Where do I meet these guys? First my ex won’t disappear, then I run into a guy I never wanted to see again, and now I meet a cute, funny guy who’s stuck in high school.

I needed to buy some cat litter so I stopped by a well known chain to pick some up. I walked right past my favorite fruity alcohol, so I decided to grab that too. It wasn’t until I got into the line and saw how attractive the check out guy was that I realized how much I seemed like a sad cat lady, drinking alone and crying into my cat’s fur.

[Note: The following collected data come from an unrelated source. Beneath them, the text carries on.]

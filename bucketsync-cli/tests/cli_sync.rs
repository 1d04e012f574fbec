use std::fs;
use std::path::{Path, PathBuf};

use assert_cmd::Command;
use predicates::prelude::*;
use tempfile::TempDir;

fn bucketsync() -> Command {
    if let Ok(path) = std::env::var("CARGO_BIN_EXE_bucketsync") {
        return Command::new(PathBuf::from(path));
    }
    Command::cargo_bin("bucketsync").expect("unable to locate bucketsync binary")
}

fn site(dir: &Path) {
    fs::create_dir_all(dir.join("b")).unwrap();
    fs::write(dir.join("a.txt"), "alpha").unwrap();
    fs::write(dir.join("b/c.txt"), "gamma").unwrap();
}

#[test]
fn plan_prints_jobs_and_writes_nothing() {
    let source = TempDir::new().unwrap();
    let bucket = TempDir::new().unwrap();
    site(source.path());

    let output = bucketsync()
        .arg("plan")
        .arg("--bucket")
        .arg(bucket.path())
        .arg("--source")
        .arg(source.path())
        .args(["--target", "site", "--json"])
        .output()
        .expect("run bucketsync plan");
    assert!(
        output.status.success(),
        "command failed: status={} stderr={}",
        output.status,
        String::from_utf8_lossy(&output.stderr),
    );

    let jobs: serde_json::Value = serde_json::from_slice(&output.stdout).unwrap();
    let remotes: Vec<_> = jobs
        .as_array()
        .unwrap()
        .iter()
        .map(|job| job["remote"].as_str().unwrap().to_string())
        .collect();
    assert_eq!(remotes, vec!["site/a.txt", "site/b/c.txt"]);
    assert!(!bucket.path().join("site").exists());
}

#[test]
fn sync_uploads_then_deletes_stale_objects() {
    let source = TempDir::new().unwrap();
    let bucket = TempDir::new().unwrap();
    site(source.path());

    bucketsync()
        .arg("sync")
        .arg("--bucket")
        .arg(bucket.path())
        .arg("--source")
        .arg(source.path())
        .args(["--target", "site"])
        .assert()
        .success()
        .stdout(predicate::str::contains("2 uploaded"));
    assert_eq!(
        fs::read_to_string(bucket.path().join("site/a.txt")).unwrap(),
        "alpha"
    );

    fs::remove_file(source.path().join("a.txt")).unwrap();
    bucketsync()
        .arg("sync")
        .arg("--bucket")
        .arg(bucket.path())
        .arg("--source")
        .arg(source.path())
        .args(["--target", "site", "--delete", "--invalidate", "E2EXAMPLE"])
        .assert()
        .success()
        .stdout(predicate::str::contains("1 deleted"))
        .stdout(predicate::str::contains("cache invalidation requested"));
    assert!(!bucket.path().join("site/a.txt").exists());
}

#[test]
fn dry_run_reports_but_leaves_bucket_untouched() {
    let source = TempDir::new().unwrap();
    let bucket = TempDir::new().unwrap();
    site(source.path());

    bucketsync()
        .arg("sync")
        .arg("--bucket")
        .arg(bucket.path())
        .arg("--source")
        .arg(source.path())
        .arg("--dry-run")
        .assert()
        .success()
        .stdout(predicate::str::contains("[dry-run]"));

    assert!(!bucket.path().join("a.txt").exists());
    assert!(!bucket.path().join("b").exists());
}

#[test]
fn settings_file_supplies_values_and_flags_override() {
    let source = TempDir::new().unwrap();
    let bucket = TempDir::new().unwrap();
    let work = TempDir::new().unwrap();
    site(source.path());
    let config = work.path().join("bucketsync.yaml");
    fs::write(
        &config,
        format!(
            "bucket: {}\nsource: {}\ntarget: from-file\nredirects:\n  old.html: /a.txt\n",
            bucket.path().display(),
            source.path().display(),
        ),
    )
    .unwrap();

    let output = bucketsync()
        .current_dir(work.path())
        .arg("plan")
        .arg("--config")
        .arg(&config)
        .args(["--target", "from-flag", "--json"])
        .output()
        .expect("run bucketsync plan");
    assert!(output.status.success());

    let stdout = String::from_utf8(output.stdout).unwrap();
    assert!(stdout.contains("from-flag/a.txt"), "stdout: {stdout}");
    assert!(!stdout.contains("from-file"), "stdout: {stdout}");
    assert!(stdout.contains("\"redirect\""), "stdout: {stdout}");
}

#[test]
fn missing_bucket_exits_non_zero() {
    let source = TempDir::new().unwrap();
    bucketsync()
        .arg("sync")
        .arg("--source")
        .arg(source.path())
        .assert()
        .failure()
        .stderr(predicate::str::contains("must set 'bucket'"));
}

#[test]
fn malformed_redirect_flag_is_rejected() {
    bucketsync()
        .args(["plan", "--bucket", "b", "--redirect", "no-equals-sign"])
        .assert()
        .failure()
        .stderr(predicate::str::contains("expected KEY=TARGET"));
}

#[test]
fn bucket_inside_source_is_rejected() {
    let work = TempDir::new().unwrap();
    site(work.path());

    bucketsync()
        .current_dir(work.path())
        .args(["sync", "--bucket", "out"])
        .assert()
        .failure()
        .stderr(predicate::str::contains("inside source"));
    assert!(!work.path().join("out").exists());
}
//! bucketsync core library: job model, sync settings, errors.
//!
//! Public API surface:
//! - [`types`]: jobs, run states, redirect tables, settings
//! - [`error`]: [`ConfigError`]
//! - [`config`]: load / sanitize settings

pub mod config;
pub mod error;
pub mod types;

pub use error::ConfigError;
pub use types::{
    Job, JobAction, ObjectPolicyConfig, RedirectTable, RunState, SyncSettings, INVALIDATE_ALL,
};
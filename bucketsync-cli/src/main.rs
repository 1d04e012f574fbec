//! bucketsync: mirror a local directory into a bucket.
//!
//! # Usage
//!
//! ```text
//! bucketsync sync --bucket <dir> [--source <dir>] [--target <prefix>] [--delete]
//!                 [--redirect <key=target>]... [--invalidate <distribution>]
//!                 [--max-concurrency N] [--dry-run] [--config file.yaml] [--json]
//! bucketsync plan  (same flags; prints the job table instead of running it)
//! ```

mod commands;

use anyhow::Result;
use clap::{Parser, Subcommand};

use commands::{plan::PlanArgs, sync::SyncArgs};

// ---------------------------------------------------------------------------
// CLI entry point
// ---------------------------------------------------------------------------

#[derive(Parser, Debug)]
#[command(
    name = "bucketsync",
    version,
    about = "Mirror a local directory into an object-store bucket",
    long_about = None,
)]
struct Cli {
    /// Log at debug level unless RUST_LOG says otherwise.
    #[arg(short, long, global = true)]
    verbose: bool,

    #[command(subcommand)]
    command: Commands,
}

#[derive(Subcommand, Debug)]
enum Commands {
    /// Upload, redirect and delete until the bucket mirrors the source.
    Sync(SyncArgs),

    /// Show the jobs a sync would run without touching the bucket.
    Plan(PlanArgs),
}

// ---------------------------------------------------------------------------
// Main
// ---------------------------------------------------------------------------

#[tokio::main]
async fn main() -> Result<()> {
    let cli = Cli::parse();
    init_tracing(cli.verbose);
    match cli.command {
        Commands::Sync(args) => args.run().await,
        Commands::Plan(args) => args.run().await,
    }
}

/// Logs go to stderr so `--json` output on stdout stays parseable.
fn init_tracing(verbose: bool) {
    use tracing_subscriber::{fmt, EnvFilter};

    let default_level = if verbose { "debug" } else { "info" };
    let filter =
        EnvFilter::try_from_default_env().unwrap_or_else(|_| EnvFilter::new(default_level));
    let _ = fmt()
        .with_env_filter(filter)
        .with_target(false)
        .with_writer(std::io::stderr)
        .try_init();
}
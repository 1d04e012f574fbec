//! Error types for bucketsync-store.

use std::path::PathBuf;

use thiserror::Error;

/// Any failure of a [`RemoteStore`](crate::RemoteStore) operation.
#[derive(Debug, Error)]
pub enum RemoteError {
    /// An I/O error, with annotated path for context.
    #[error("I/O error at {path}: {source}")]
    Io {
        path: PathBuf,
        #[source]
        source: std::io::Error,
    },

    /// The key cannot be stored (empty, absolute, `..` segments, reserved).
    #[error("invalid object key '{key}'")]
    InvalidKey { key: String },

    /// Object index JSON serialization/deserialization error.
    #[error("object index JSON error: {0}")]
    Index(#[from] serde_json::Error),

    /// A header policy glob failed to compile.
    #[error("invalid object pattern '{pattern}': {source}")]
    Pattern {
        pattern: String,
        #[source]
        source: globset::Error,
    },

    /// The store refused the operation.
    #[error("{op} rejected for '{key}': {reason}")]
    Rejected {
        op: &'static str,
        key: String,
        reason: String,
    },
}

/// Convenience constructor for [`RemoteError::Io`].
pub(crate) fn io_err(path: impl Into<PathBuf>, source: std::io::Error) -> RemoteError {
    RemoteError::Io {
        path: path.into(),
        source,
    }
}
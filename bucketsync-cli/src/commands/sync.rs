//! `bucketsync sync`: plan and run jobs against the bucket.

use anyhow::{Context, Result};
use clap::Args;
use colored::Colorize;

use bucketsync_sync::{pipeline, SyncReport, TracingObserver};

use super::settings::{open_store, SettingsArgs};

/// Arguments for `bucketsync sync`.
#[derive(Args, Debug)]
pub struct SyncArgs {
    #[command(flatten)]
    pub settings: SettingsArgs,

    /// Emit the run report as JSON.
    #[arg(long)]
    pub json: bool,
}

impl SyncArgs {
    pub async fn run(self) -> Result<()> {
        let settings = self.settings.resolve()?;
        let store = open_store(&settings).await?;
        let report = pipeline::sync(&settings, store, &TracingObserver)
            .await
            .with_context(|| format!("sync to '{}' failed", settings.bucket))?;

        if self.json {
            println!("{}", serde_json::to_string_pretty(&report)?);
            return Ok(());
        }

        print_report(&settings.bucket, &report, settings.dry_run);
        Ok(())
    }
}

fn print_report(bucket: &str, report: &SyncReport, dry_run: bool) {
    let prefix = if dry_run { "[dry-run] " } else { "" };
    if report.planned == 0 {
        println!("{prefix}✓ '{bucket}': nothing to do");
        return;
    }

    let summary = &report.summary;
    println!(
        "{prefix}{} '{bucket}' synced ({} uploaded, {} redirected, {} deleted)",
        "✓".green().bold(),
        summary.uploaded,
        summary.redirected,
        summary.deleted,
    );
    if summary.invalidated {
        println!("{prefix}  cache invalidation requested");
    }
}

I have a baby face – curse you baby face! – so I can usually pass for a high schooler, if not a junior high student. The only thing that makes it obvious that I’m not 13 is my impressive…uhhh…attributes in the chest area. Back to the story.

As usual, I was carded and Cute Checker mentioned that we were almost the same age. We started a fun conversation about where we went to school and who we knew in common while he waited for a manager to get him a price check on my fruity drink. After a bit of flirting, I was prepared to come back to the store soon and ‘accidentally’ run into him again. Then he spoke.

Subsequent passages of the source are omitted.